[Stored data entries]
··········

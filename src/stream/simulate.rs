use std::time::Duration;

use anyhow::Result;
use tracing::info;

use super::client::StreamClient;
use crate::model::{
    InterviewStatus, MetricsSnapshot, Speaker, StreamEvent, TranscriptEntry,
};

/// Replay a scripted event sequence onto a session's subject with a fixed
/// inter-event delay, standing in for a live interview engine.
pub async fn run_scripted_feed(
    client: &StreamClient,
    interview_id: &str,
    events: &[StreamEvent],
    delay: Duration,
) -> Result<()> {
    info!(
        "Replaying {} scripted events for interview {}",
        events.len(),
        interview_id
    );

    for event in events {
        client.publish_event(interview_id, event).await?;
        tokio::time::sleep(delay).await;
    }

    info!("Scripted feed finished for interview {}", interview_id);
    Ok(())
}

/// A short demo interview: four transcript lines, a final metrics
/// snapshot, then the completed status.
pub fn demo_script() -> Vec<StreamEvent> {
    let lines = [
        (
            Speaker::Interviewer,
            "Welcome to the interview! Tell me about yourself.",
            0.0,
            0.95,
        ),
        (
            Speaker::Candidate,
            "Hi! I'm a frontend developer with three years of React and TypeScript experience.",
            5.0,
            0.92,
        ),
        (
            Speaker::Interviewer,
            "Great! Which technologies do you use day to day?",
            15.0,
            0.98,
        ),
        (
            Speaker::Candidate,
            "Mostly React, TypeScript and CSS modules. I also work with Node.js on the backend and Redux for state management.",
            20.0,
            0.87,
        ),
    ];

    let mut events: Vec<StreamEvent> = lines
        .iter()
        .enumerate()
        .map(|(index, (speaker, text, timestamp, confidence))| {
            StreamEvent::transcript(TranscriptEntry {
                id: (index + 1).to_string(),
                speaker: *speaker,
                text: text.to_string(),
                timestamp: *timestamp,
                confidence: *confidence,
            })
        })
        .collect();

    let last_timestamp = lines[lines.len() - 1].2;

    events.push(StreamEvent::metrics(
        MetricsSnapshot {
            pauses_sec: 12.0,
            avg_confidence: 0.91,
            speaking_rate: 150,
            sentiment_score: 0.8,
            keywords_used: vec![
                "React".to_string(),
                "TypeScript".to_string(),
                "JavaScript".to_string(),
                "CSS".to_string(),
                "Node.js".to_string(),
                "Redux".to_string(),
            ],
            technical_score: 85,
            communication_score: 90,
            overall_score: 87,
        },
        last_timestamp + 10.0,
    ));

    events.push(StreamEvent::status(
        InterviewStatus::Completed,
        last_timestamp + 10.0,
    ));

    events
}
use serde::{Deserialize, Serialize};

use super::{InterviewStatus, MetricsSnapshot, TranscriptEntry};

/// Payload of a status-change event
#[derive(Debug, Clone, Copy, PartialEq, Eq, Serialize, Deserialize)]
pub struct StatusChange {
    pub status: InterviewStatus,
}

/// Typed payload of one stream event, discriminated by the wire-level
/// `type` field
#[derive(Debug, Clone, PartialEq, Serialize, Deserialize)]
#[serde(tag = "type", content = "data", rename_all = "lowercase")]
pub enum EventPayload {
    Transcript(TranscriptEntry),
    Metrics(MetricsSnapshot),
    Status(StatusChange),
}

/// One message on the live feed: a self-describing tagged payload plus a
/// send-side timestamp.
///
/// Wire shape: `{"type": "transcript", "data": {...}, "timestamp": 5.0}`.
/// No acknowledgement, no sequence numbers, no resumption token; a dropped
/// connection loses whatever was sent during the gap.
#[derive(Debug, Clone, PartialEq, Serialize, Deserialize)]
pub struct StreamEvent {
    #[serde(flatten)]
    pub payload: EventPayload,

    /// Seconds from session start, assigned by the sender
    pub timestamp: f64,
}

impl StreamEvent {
    pub fn transcript(entry: TranscriptEntry) -> Self {
        let timestamp = entry.timestamp;
        Self {
            payload: EventPayload::Transcript(entry),
            timestamp,
        }
    }

    pub fn metrics(snapshot: MetricsSnapshot, timestamp: f64) -> Self {
        Self {
            payload: EventPayload::Metrics(snapshot),
            timestamp,
        }
    }

    pub fn status(status: InterviewStatus, timestamp: f64) -> Self {
        Self {
            payload: EventPayload::Status(StatusChange { status }),
            timestamp,
        }
    }
}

··········

TASK DIRECTIONS → The lines to retype run from the start of the entries through the line containing "with a fixed"; reproduce them exactly and add nothing.

RESPONSE TO THE TASK →
filename src/stream/simulate.rs
use std::time::Duration;

use anyhow::Result;
use tracing::info;

use super::client::StreamClient;
use crate::model::{
    InterviewStatus, MetricsSnapshot, Speaker, StreamEvent, TranscriptEntry,
};

/// Replay a scripted event sequence onto a session's subject with a fixed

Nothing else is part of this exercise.